▶ [DATA SECTION]
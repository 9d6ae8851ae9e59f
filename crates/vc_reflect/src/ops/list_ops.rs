use crate::Reflect;

// -----------------------------------------------------------------------------
// List

/// A trait used to power list-like operations via reflection.
///
/// Lists are ordered, growable sequences such as [`Vec`](alloc::vec::Vec)
/// and [`VecDeque`](alloc::collections::VecDeque).
///
/// # Example
///
/// ```
/// use vc_reflect::{Reflect, ops::List};
///
/// let foo = vec![123_u32, 456_u32];
///
/// assert_eq!(foo.len(), 2);
///
/// let field: &dyn Reflect = List::get(&foo, 0).unwrap();
/// assert_eq!(field.downcast_ref::<u32>(), Some(&123));
/// ```
pub trait List: Reflect {
    /// Returns a reference to the element at `index`, or `None` if out of bounds.
    fn get(&self, index: usize) -> Option<&dyn Reflect>;

    /// Returns the number of elements in the list.
    fn len(&self) -> usize;

    /// Returns `true` if the list contains no elements.
    #[inline]
    fn is_empty(&self) -> bool {
        self.len() == 0
    }

    /// Returns an iterator over the list.
    fn iter(&self) -> ListItemIter<'_>;
}

impl dyn List {
    /// Returns a typed reference to the element at `index`.
    ///
    /// Returns `None` if the index is out of bounds or the element is not a `T`.
    ///
    /// ```
    /// # use vc_reflect::ops::List;
    /// let vec = vec![10_i32, 20_i32, 30_i32];
    /// let list_ref: &dyn List = &vec;
    ///
    /// assert_eq!(list_ref.get_as::<i32>(1), Some(&20));
    /// assert_eq!(list_ref.get_as::<i32>(5), None);
    /// ```
    #[inline]
    pub fn get_as<T: Reflect>(&self, index: usize) -> Option<&T> {
        self.get(index).and_then(<dyn Reflect>::downcast_ref)
    }
}

// -----------------------------------------------------------------------------
// ListItemIter

/// An iterator over the elements of a [`List`].
pub struct ListItemIter<'a> {
    list: &'a dyn List,
    index: usize,
}

impl<'a> ListItemIter<'a> {
    #[inline(always)]
    pub const fn new(list: &'a dyn List) -> Self {
        Self { list, index: 0 }
    }
}

impl<'a> Iterator for ListItemIter<'a> {
    type Item = &'a dyn Reflect;

    fn next(&mut self) -> Option<Self::Item> {
        let value = self.list.get(self.index);
        self.index += value.is_some() as usize;
        value
    }

    #[inline]
    fn size_hint(&self) -> (usize, Option<usize>) {
        let size = self.list.len() - self.index;
        (size, Some(size))
    }
}

impl ExactSizeIterator for ListItemIter<'_> {}
//! See following macros:
//!
//! - [`Reflect`](derive_reflect)
#![cfg_attr(docsrs, feature(doc_cfg))]
#![allow(clippy::std_instead_of_core, reason = "proc-macro lib")]
#![allow(clippy::std_instead_of_alloc, reason = "proc-macro lib")]

use proc_macro::TokenStream;
use syn::{DeriveInput, parse_macro_input};

static REFLECT_ATTRIBUTE_NAME: &str = "reflect";

// -----------------------------------------------------------------------------
// Modules

mod derive_data;
mod impls;
mod path;

// -----------------------------------------------------------------------------
// Macros

/// # Reflection Derivation
///
/// `#[derive(Reflect)]` implements `Reflect` and, depending on the shape of
/// the type, one capability trait:
///
/// - `struct T { ... }`: `Struct`, exposing the **public** fields by name.
/// - `struct T(...);`: `Struct`, exposing the **public** fields as `"0"`, `"1"`, ...
/// - `struct T;`: opaque.
///
/// Enums and unions are rejected.
///
/// The type must implement `Clone`, which backs `Reflect::reflect_clone`.
/// Every generic type parameter receives a `Reflect + Clone` bound.
///
/// ```rust, ignore
/// #[derive(Reflect, Clone)]
/// struct Person {
///     pub name: String,
///     pub parent: Option<Box<Person>>,
///     age: u32, // not addressable
/// }
/// ```
///
/// ## Field Attributes
///
/// ### Skip
///
/// Hides a public field.
///
/// ```rust, ignore
/// #[derive(Reflect, Clone)]
/// struct Foo {
///     #[reflect(skip)]
///     pub cache: Vec<u8>,
/// }
/// ```
///
/// ### Rename
///
/// Changes the name a public field is addressed by.
///
/// ```rust, ignore
/// #[derive(Reflect, Clone)]
/// struct Foo {
///     #[reflect(rename = "Name")]
///     pub name: String,
/// }
/// ```
///
/// ## Type Attributes
///
/// ### Custom Type Path
///
/// Overrides the name reported by `Reflect::reflect_type_path`, which is
/// what diagnostics print. The default is `core::any::type_name`.
///
/// ```rust, ignore
/// #[derive(Reflect, Clone)]
/// #[reflect(type_path = "app::User")]
/// struct User { /* ... */ }
/// ```
///
/// ### Opaque Types
///
/// Forces the opaque shape, so no field is addressable.
///
/// ```rust, ignore
/// #[derive(Reflect, Clone)]
/// #[reflect(opaque)]
/// struct Secret { pub key: [u8; 32] }
/// ```
#[proc_macro_derive(Reflect, attributes(reflect))]
pub fn derive_reflect(input: TokenStream) -> TokenStream {
    let ast = parse_macro_input!(input as DeriveInput);

    match derive_data::ReflectDerive::from_input(&ast) {
        Ok(derive) => impls::match_reflect_impls(&derive).into(),
        Err(err) => err.into_compile_error().into(),
    }
}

▶ [WHAT IS REQUIRED] In the records above, find the line containing "pub fn derive_reflect(input: TokenStream)"; please retype it and every line after it through the last line, exactly and with nothing else.

▶ [REPLY]
pub fn derive_reflect(input: TokenStream) -> TokenStream {
    let ast = parse_macro_input!(input as DeriveInput);

    match derive_data::ReflectDerive::from_input(&ast) {
        Ok(derive) => impls::match_reflect_impls(&derive).into(),
        Err(err) => err.into_compile_error().into(),
    }
}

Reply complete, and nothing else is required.